The spirit of adventure has always been at the heart of Scouting, but what if we told you that Scouts could set on a journey beyond borders using nothing more than the power of radio waves?
That’s exactly what happened at the recent “Jamboree-on-the-Air (JOTA)” event, where Scouts worldwide connected through the fascinating realm of amateur radio. Jack Kelly, a dedicated Grand Canyon Council BSA volunteer, shared insights on JOTA.
“JOTA is a worldwide event,” Kelly said “It is the largest Scouting event in the world and is held annually on the third full weekend in October. It uses HAM (amateur radio) to link Scouts and HAMs around the world.”
Scouts of all ages participated in this global event, from Cub Scout packs to Scouts BSA troops and Venturing crews. A highlight of the event was the participation of the Phoenix Fire Department, which showcased their CERT (Community Emergency Response Team) Communication Trailer. “The Firemen set up four stations using their radios,” Kelly explained. “Participants were able to talk to Scouts at Camp Geronimo, Camp Raymond, and Scouts in Flagstaff. It was a fantastic way for our Scouts to learn from professionals and gain real-world experience in communication.”
One of the distinguishing features of JOTA was the setup of ten different stations, each utilizing various radio frequencies, from VHF and UHF to HF radios.

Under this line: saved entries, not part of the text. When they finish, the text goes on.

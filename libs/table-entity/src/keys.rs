//! Defaults for key fields left unset on a new entity.

use chrono::{Datelike, Local, Utc};
use uuid::Uuid;

use crate::config::ClockZone;

/// Source of synthesized partition and row keys.
pub trait KeySource: Send + Sync {
    fn partition_key(&self) -> String;
    fn row_key(&self) -> String;
}

/// `"{year}-{month}"`, month not zero-padded.
pub fn partition_key_for(date: &impl Datelike) -> String {
    format!("{}-{}", date.year(), date.month())
}

/// Fresh v4 UUID, hyphenated lower-case.
pub fn new_row_key() -> String {
    Uuid::new_v4().to_string()
}

/// System clock + random UUIDs.
#[derive(Debug, Clone, Copy, Default)]
pub struct SystemKeys {
    clock: ClockZone,
}

impl SystemKeys {
    pub fn new(clock: ClockZone) -> Self {
        Self { clock }
    }
}

impl KeySource for SystemKeys {
    fn partition_key(&self) -> String {
        match self.clock {
            ClockZone::Local => partition_key_for(&Local::now()),
            ClockZone::Utc => partition_key_for(&Utc::now()),
        }
    }

    fn row_key(&self) -> String {
        new_row_key()
    }
}

#[cfg(test)]
mod tests {
    use chrono::NaiveDate;

    use super::*;

    #[test]
    fn month_is_not_padded() {
        let date = NaiveDate::from_ymd_opt(2017, 3, 9).unwrap();
        assert_eq!(partition_key_for(&date), "2017-3");
        let date = NaiveDate::from_ymd_opt(2017, 10, 10).unwrap();
        assert_eq!(partition_key_for(&date), "2017-10");
    }

    #[test]
    fn row_keys_are_distinct_uuids() {
        let keys = SystemKeys::new(ClockZone::Utc);
        let a = keys.row_key();
        let b = keys.row_key();
        assert_ne!(a, b);
        let parsed = Uuid::parse_str(&a).unwrap();
        assert_eq!(parsed.to_string(), a);
    }

    #[test]
    fn utc_partition_key_matches_clock() {
        let before = partition_key_for(&Utc::now());
        let key = SystemKeys::new(ClockZone::Utc).partition_key();
        let after = partition_key_for(&Utc::now());
        assert!(key == before || key == after);
    }
}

Scouts had the unique opportunity to communicate using these different stations, broadening their understanding of the world of amateur radio.
JOTA also provided Scouts with a chance to earn their Radio Merit badge. Around 60 Scouts achieved this feat, which was a testament to the valuable skills and knowledge they gained during the event. Kelly proudly shared, “We were able to talk to HAMs in Canada, Massachusetts, and Australia, which was not only exciting but also broadened our Scouts’ global perspective.”
This event also provided support to the community. The Phoenix Fire CERT team utilized JOTA as a training opportunity, showcasing how Scouting events can play a role in community service and readiness.
Reflecting on the event, Jack Kelly noted, “HAM radios are a great tool Scouts can use on campouts and other events.” The versatility and knowledge gained through JOTA can be a valuable asset for Scouts in their Scouting journey and life beyond. In the end, the Jamboree-on-the-Air wasn’t just about radio waves; it was about connecting Scouts from different corners of the world, learning new skills, and strengthening the community.